#### Exercise material:
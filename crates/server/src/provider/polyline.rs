use haulplan::shared::Coordinate;

use crate::provider::Error;

/// Decodes an encoded polyline (Google's algorithm, as OSRM and Valhalla
/// emit it) with `precision` decimal places.
pub fn decode_polyline(encoded: &str, precision: u32) -> Result<Vec<Coordinate>, Error> {
    let factor = 10_f64.powi(precision as i32);
    let mut bytes = encoded.bytes();
    let mut points = Vec::with_capacity(encoded.len() / 4);
    let (mut latitude, mut longitude) = (0i64, 0i64);

    while bytes.len() > 0 {
        latitude += next_value(&mut bytes)?;
        longitude += next_value(&mut bytes)?;
        points.push(Coordinate::new(
            latitude as f64 / factor,
            longitude as f64 / factor,
        ));
    }
    Ok(points)
}

fn next_value(bytes: &mut std::str::Bytes<'_>) -> Result<i64, Error> {
    let mut result = 0i64;
    let mut shift = 0;
    loop {
        let byte = bytes.next().ok_or_else(|| invalid("polyline ends mid value"))?;
        let chunk = i64::from(byte)
            .checked_sub(63)
            .filter(|chunk| (0..64).contains(chunk))
            .ok_or_else(|| invalid("character outside the polyline alphabet"))?;
        if shift > 60 {
            return Err(invalid("polyline value overflows"));
        }
        result |= (chunk & 0x1f) << shift;
        shift += 5;
        if chunk < 0x20 {
            break;
        }
    }
    Ok(if result & 1 == 1 { !(result >> 1) } else { result >> 1 })
}

fn invalid(message: &str) -> Error {
    Error::Decode {
        service: "polyline",
        message: message.into(),
    }
}

#[test]
fn decodes_reference_polyline() {
    // Example from Google's polyline algorithm documentation
    let points = decode_polyline("_p~iF~ps|U_ulLnnqC_mqNvxq`@", 5).unwrap();
    let expected = [(38.5, -120.2), (40.7, -120.95), (43.252, -126.453)];
    assert_eq!(points.len(), expected.len());
    for (point, (latitude, longitude)) in points.iter().zip(expected) {
        assert!((point.latitude - latitude).abs() < 1e-9);
        assert!((point.longitude - longitude).abs() < 1e-9);
    }
}

#[test]
fn empty_polyline_has_no_points() {
    assert!(decode_polyline("", 5).unwrap().is_empty());
}

#[test]
fn truncated_polyline_is_rejected() {
    // Latitude without its longitude
    assert!(decode_polyline("_p~iF", 5).is_err());
    assert!(decode_polyline("_p~iF~ps|", 5).is_err());
}

#[test]
fn precision_six_scales_down() {
    let five = decode_polyline("_p~iF~ps|U", 5).unwrap();
    let six = decode_polyline("_p~iF~ps|U", 6).unwrap();
    assert!((five[0].latitude - six[0].latitude * 10.0).abs() < 1e-9);
}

#### Exercise objective:
Set down, exactly as written, each line of the data from its opening line through the one containing "longitude as f64". Output nothing more.

#### Response:
filename crates/server/src/provider/polyline.rs
use haulplan::shared::Coordinate;

use crate::provider::Error;

/// Decodes an encoded polyline (Google's algorithm, as OSRM and Valhalla
/// emit it) with `precision` decimal places.
pub fn decode_polyline(encoded: &str, precision: u32) -> Result<Vec<Coordinate>, Error> {
    let factor = 10_f64.powi(precision as i32);
    let mut bytes = encoded.bytes();
    let mut points = Vec::with_capacity(encoded.len() / 4);
    let (mut latitude, mut longitude) = (0i64, 0i64);

    while bytes.len() > 0 {
        latitude += next_value(&mut bytes)?;
        longitude += next_value(&mut bytes)?;
        points.push(Coordinate::new(
            latitude as f64 / factor,
            longitude as f64 / factor,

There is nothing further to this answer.